◆ Input data
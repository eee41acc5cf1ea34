//! Teacher management

use crate::auth::identity::AuthSession;
use crate::auth::password::hash_password;
use crate::domain::RoleKind;
use crate::server::routes::ApiResponse;
use crate::server::state::AppState;
use crate::storage::database::entities::{module, teacher, user};
use crate::storage::database::NewUser;
use crate::utils::error::{ApiError, Result};
use crate::utils::validation::Validator;
use actix_web::{web, HttpResponse};
use serde::{Deserialize, Serialize};
use uuid::Uuid;

pub fn configure(cfg: &mut web::ServiceConfig) {
    cfg.route("", web::get().to(list_teachers))
        .route("", web::post().to(create_teacher))
        .route("/link-user/{teacher_id}", web::put().to(link_user))
        .route("/{id}", web::get().to(get_teacher))
        .route("/{id}", web::put().to(update_teacher))
        .route("/{id}", web::delete().to(delete_teacher))
        .route("/{id}/photo", web::post().to(upload_photo));
}

/// Teacher row with account fields merged in for the frontend
#[derive(Debug, Serialize)]
#[serde(rename_all = "camelCase")]
pub struct TeacherView {
    #[serde(flatten)]
    pub teacher: teacher::Model,
    pub username: Option<String>,
    pub email: Option<String>,
    pub phone: Option<String>,
    #[serde(skip_serializing_if = "Option::is_none")]
    pub modules: Option<Vec<module::Model>>,
}

impl TeacherView {
    fn new(
        teacher: teacher::Model,
        user: Option<user::Model>,
        modules: Option<Vec<module::Model>>,
    ) -> Self {
        Self {
            username: user.as_ref().map(|u| u.username.clone()),
            email: user.as_ref().map(|u| u.email.clone()),
            phone: user.as_ref().and_then(|u| u.phone.clone()),
            teacher,
            modules,
        }
    }
}

#[derive(Debug, Deserialize)]
#[serde(rename_all = "camelCase")]
pub struct CreateTeacherRequest {
    pub nom: String,
    pub prenom: Option<String>,
    pub grade: Option<String>,
    pub specialite: Option<String>,
    pub user_id: Option<Uuid>,
    /// When true, also create a linked user account in the same call
    #[serde(default)]
    pub create_user: bool,
    pub username: Option<String>,
    pub email: Option<String>,
    pub password: Option<String>,
    pub phone: Option<String>,
}

#[derive(Debug, Deserialize)]
#[serde(rename_all = "camelCase")]
pub struct UpdateTeacherRequest {
    pub nom: Option<String>,
    pub prenom: Option<String>,
    pub grade: Option<String>,
    pub specialite: Option<String>,
    pub user_id: Option<Uuid>,
}

#[derive(Debug, Deserialize)]
#[serde(rename_all = "camelCase")]
pub struct LinkUserRequest {
    pub user_id: Uuid,
}

async fn list_teachers(state: web::Data<AppState>, session: AuthSession) -> Result<HttpResponse> {
    session.require_teacher()?;
    let db = &state.storage.database;
    let teachers = db.list_teachers().await?;

    let mut data = Vec::with_capacity(teachers.len());
    for (t, u) in teachers {
        let modules = db
            .list_modules_by_teacher(t.id)
            .await?
            .into_iter()
            .map(|(m, _, _, _)| m)
            .collect();
        data.push(TeacherView::new(t, u, Some(modules)));
    }
    Ok(HttpResponse::Ok().json(ApiResponse::success(data)))
}

async fn get_teacher(
    state: web::Data<AppState>,
    session: AuthSession,
    path: web::Path<Uuid>,
) -> Result<HttpResponse> {
    session.require_teacher()?;
    let db = &state.storage.database;
    let (teacher, user) = db
        .find_teacher_with_user(path.into_inner())
        .await?
        .ok_or_else(|| ApiError::not_found("Teacher not found"))?;

    let modules = db
        .list_modules_by_teacher(teacher.id)
        .await?
        .into_iter()
        .map(|(m, _, _, _)| m)
        .collect();
    Ok(HttpResponse::Ok().json(ApiResponse::success(TeacherView::new(
        teacher,
        user,
        Some(modules),
    ))))
}

/// Create a teacher, optionally with a fresh linked user account
async fn create_teacher(
    state: web::Data<AppState>,
    session: AuthSession,
    request: web::Json<CreateTeacherRequest>,
) -> Result<HttpResponse> {
    session.require_admin_family()?;
    let request = request.into_inner();

    if request.nom.trim().is_empty() {
        return Err(ApiError::validation("Name is required"));
    }

    let db = &state.storage.database;
    let teacher_role = db
        .find_role_by_name(RoleKind::Teacher.as_str())
        .await?
        .ok_or_else(|| ApiError::internal("The teacher role does not exist in the store"))?;

    let mut final_user_id = request.user_id;

    if request.create_user {
        let (Some(username), Some(email), Some(password)) =
            (&request.username, &request.email, &request.password)
        else {
            return Err(ApiError::validation(
                "username, email and password are required to create an account",
            ));
        };
        let username = username.trim().to_string();
        let email = email.trim().to_lowercase();
        Validator::validate_username(&username)?;
        Validator::validate_email(&email)?;
        Validator::validate_password(password)?;

        if db.find_user_by_email(&email).await?.is_some() {
            return Err(ApiError::conflict("Email already in use"));
        }
        if db.find_user_by_username(&username).await?.is_some() {
            return Err(ApiError::conflict("Username already in use"));
        }

        let created = db
            .create_user(NewUser {
                username,
                email,
                password_hash: hash_password(password)?,
                phone: request.phone.clone(),
                photo_url: None,
                status: "active".to_string(),
                role_id: Some(teacher_role.id),
            })
            .await?;
        final_user_id = Some(created.id);
    } else if let Some(user_id) = final_user_id {
        if db.find_teacher_by_user_id(user_id).await?.is_some() {
            return Err(ApiError::conflict(
                "This user is already linked to a teacher",
            ));
        }
        // The linked account always carries the teacher role
        db.update_user(
            user_id,
            None,
            None,
            None,
            None,
            None,
            Some(Some(teacher_role.id)),
            None,
        )
        .await?;
    }

    let created = db
        .create_teacher(
            request.nom,
            request.prenom,
            request.grade,
            request.specialite,
            final_user_id,
        )
        .await?;

    let (teacher, user) = db
        .find_teacher_with_user(created.id)
        .await?
        .ok_or_else(|| ApiError::internal("Created teacher vanished"))?;
    Ok(HttpResponse::Created().json(ApiResponse::success_with_message(
        TeacherView::new(teacher, user, None),
        "Teacher created",
    )))
}

async fn update_teacher(
    state: web::Data<AppState>,
    session: AuthSession,
    path: web::Path<Uuid>,
    request: web::Json<UpdateTeacherRequest>,
) -> Result<HttpResponse> {
    session.require_admin_family()?;
    let teacher_id = path.into_inner();
    let request = request.into_inner();
    let db = &state.storage.database;

    let existing = db
        .find_teacher(teacher_id)
        .await?
        .ok_or_else(|| ApiError::not_found("Teacher not found"))?;

    if let Some(user_id) = request.user_id {
        if Some(user_id) != existing.user_id {
            if let Some(link) = db.find_teacher_by_user_id(user_id).await? {
                if link.id != existing.id {
                    return Err(ApiError::conflict(
                        "This user is already linked to another teacher",
                    ));
                }
            }
            if let Some(role) = db.find_role_by_name(RoleKind::Teacher.as_str()).await? {
                db.update_user(user_id, None, None, None, None, None, Some(Some(role.id)), None)
                    .await?;
            }
        }
    }

    let updated = db
        .update_teacher(
            teacher_id,
            request.nom,
            Some(request.prenom),
            Some(request.grade),
            Some(request.specialite),
            Some(request.user_id),
        )
        .await?;

    let (teacher, user) = db
        .find_teacher_with_user(updated.id)
        .await?
        .ok_or_else(|| ApiError::internal("Updated teacher vanished"))?;
    Ok(HttpResponse::Ok().json(ApiResponse::success_with_message(
        TeacherView::new(teacher, user, None),
        "Teacher updated",
    )))
}

async fn delete_teacher(
    state: web::Data<AppState>,
    session: AuthSession,
    path: web::Path<Uuid>,
) -> Result<HttpResponse> {
    session.require_admin_family()?;
    state
        .storage
        .database
        .delete_teacher(path.into_inner())
        .await?;
    Ok(HttpResponse::Ok().json(ApiResponse::message("Teacher deleted")))
}

async fn link_user(
    state: web::Data<AppState>,
    session: AuthSession,
    path: web::Path<Uuid>,
    request: web::Json<LinkUserRequest>,
) -> Result<HttpResponse> {
    session.require_admin_family()?;
    let teacher_id = path.into_inner();
    let db = &state.storage.database;

    db.find_user_by_id(request.user_id)
        .await?
        .ok_or_else(|| ApiError::not_found("User not found"))?;

    // Linking forces the account onto the teacher role
    if let Some(role) = db.find_role_by_name(RoleKind::Teacher.as_str()).await? {
        db.update_user(
            request.user_id,
            None,
            None,
            None,
            None,
            None,
            Some(Some(role.id)),
            None,
        )
        .await?;
    }

    let linked = db.link_teacher_to_user(teacher_id, request.user_id).await?;
    Ok(HttpResponse::Ok().json(ApiResponse::success_with_message(linked, "Link created")))
}

async fn upload_photo(
    state: web::Data<AppState>,
    session: AuthSession,
    path: web::Path<Uuid>,
    payload: actix_multipart::Multipart,
) -> Result<HttpResponse> {
    session.require_admin_family()?;
    let teacher_id = path.into_inner();
    let db = &state.storage.database;

    db.find_teacher(teacher_id)
        .await?
        .ok_or_else(|| ApiError::not_found("Teacher not found"))?;

    let url = super::uploads::save_photo_from_multipart(&state, payload).await?;
    let updated = db.set_teacher_photo(teacher_id, &url).await?;
    Ok(HttpResponse::Ok().json(ApiResponse::success_with_message(
        serde_json::json!({ "photoUrl": updated.photo_url }),
        "Teacher photo updated",
    )))
}
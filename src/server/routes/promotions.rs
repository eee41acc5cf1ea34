//! Promotion management

use crate::auth::identity::AuthSession;
use crate::server::routes::ApiResponse;
use crate::server::state::AppState;
use crate::storage::database::entities::{filiere, promotion};
use crate::utils::error::{ApiError, Result};
use actix_web::{web, HttpResponse};
use serde::{Deserialize, Serialize};

pub fn configure(cfg: &mut web::ServiceConfig) {
    cfg.route("", web::get().to(list_promotions))
        .route("", web::post().to(create_promotion))
        .route("/by-filiere/{filiere_id}", web::get().to(by_filiere))
        .route("/{id}", web::get().to(get_promotion))
        .route("/{id}", web::put().to(update_promotion))
        .route("/{id}", web::delete().to(delete_promotion));
}

#[derive(Debug, Serialize)]
pub struct PromotionView {
    #[serde(flatten)]
    pub promotion: promotion::Model,
    pub filiere: Option<filiere::Model>,
}

#[derive(Debug, Deserialize)]
#[serde(rename_all = "camelCase")]
pub struct PromotionPayload {
    pub nom: Option<String>,
    pub annee: Option<i32>,
    pub filiere_id: Option<i32>,
}

async fn list_promotions(
    state: web::Data<AppState>,
    session: AuthSession,
) -> Result<HttpResponse> {
    session.require_teacher()?;
    let promotions = state.storage.database.list_promotions().await?;
    let data: Vec<PromotionView> = promotions
        .into_iter()
        .map(|(p, f)| PromotionView {
            promotion: p,
            filiere: f,
        })
        .collect();
    Ok(HttpResponse::Ok().json(ApiResponse::success(data)))
}

async fn by_filiere(
    state: web::Data<AppState>,
    session: AuthSession,
    path: web::Path<i32>,
) -> Result<HttpResponse> {
    session.require_teacher()?;
    let promotions = state
        .storage
        .database
        .list_promotions_by_filiere(path.into_inner())
        .await?;
    Ok(HttpResponse::Ok().json(ApiResponse::success(promotions)))
}

async fn get_promotion(
    state: web::Data<AppState>,
    session: AuthSession,
    path: web::Path<i32>,
) -> Result<HttpResponse> {
    session.require_teacher()?;
    let (promotion, filiere) = state
        .storage
        .database
        .find_promotion_with_filiere(path.into_inner())
        .await?
        .ok_or_else(|| ApiError::not_found("Promotion not found"))?;
    Ok(HttpResponse::Ok().json(ApiResponse::success(PromotionView { promotion, filiere })))
}

async fn create_promotion(
    state: web::Data<AppState>,
    session: AuthSession,
    request: web::Json<PromotionPayload>,
) -> Result<HttpResponse> {
    session.require_admin_family()?;
    let request = request.into_inner();

    let (Some(nom), Some(annee)) = (request.nom, request.annee) else {
        return Err(ApiError::validation("nom and annee are required"));
    };
    if nom.trim().is_empty() {
        return Err(ApiError::validation("nom is required"));
    }

    let created = state
        .storage
        .database
        .create_promotion(nom.trim().to_string(), annee, request.filiere_id)
        .await?;
    Ok(HttpResponse::Created().json(ApiResponse::success(created)))
}

async fn update_promotion(
    state: web::Data<AppState>,
    session: AuthSession,
    path: web::Path<i32>,
    request: web::Json<PromotionPayload>,
) -> Result<HttpResponse> {
    session.require_admin_family()?;
    let request = request.into_inner();
    let updated = state
        .storage
        .database
        .update_promotion(
            path.into_inner(),
            request.nom,
            request.annee,
            request.filiere_id.map(Some),
        )
        .await?;
    Ok(HttpResponse::Ok().json(ApiResponse::success(updated)))
}

async fn delete_promotion(
    state: web::Data<AppState>,
    session: AuthSession,
    path: web::Path<i32>,
) -> Result<HttpResponse> {
    session.require_admin_family()?;
    state
        .storage
        .database
        .delete_promotion(path.into_inner())
        .await?;
    Ok(HttpResponse::NoContent().finish())
}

◆ Task statement
Transcribe exactly, and only, the lines that extend from the one containing "let (Some(nom), Some(annee))" to the end of the records above, inclusive of both.

◆ Response area
    let (Some(nom), Some(annee)) = (request.nom, request.annee) else {
        return Err(ApiError::validation("nom and annee are required"));
    };
    if nom.trim().is_empty() {
        return Err(ApiError::validation("nom is required"));
    }

    let created = state
        .storage
        .database
        .create_promotion(nom.trim().to_string(), annee, request.filiere_id)
        .await?;
    Ok(HttpResponse::Created().json(ApiResponse::success(created)))
}

async fn update_promotion(
    state: web::Data<AppState>,
    session: AuthSession,
    path: web::Path<i32>,
    request: web::Json<PromotionPayload>,
) -> Result<HttpResponse> {
    session.require_admin_family()?;
    let request = request.into_inner();
    let updated = state
        .storage
        .database
        .update_promotion(
            path.into_inner(),
            request.nom,
            request.annee,
            request.filiere_id.map(Some),
        )
        .await?;
    Ok(HttpResponse::Ok().json(ApiResponse::success(updated)))
}

async fn delete_promotion(
    state: web::Data<AppState>,
    session: AuthSession,
    path: web::Path<i32>,
) -> Result<HttpResponse> {
    session.require_admin_family()?;
    state
        .storage
        .database
        .delete_promotion(path.into_inner())
        .await?;
    Ok(HttpResponse::NoContent().finish())
}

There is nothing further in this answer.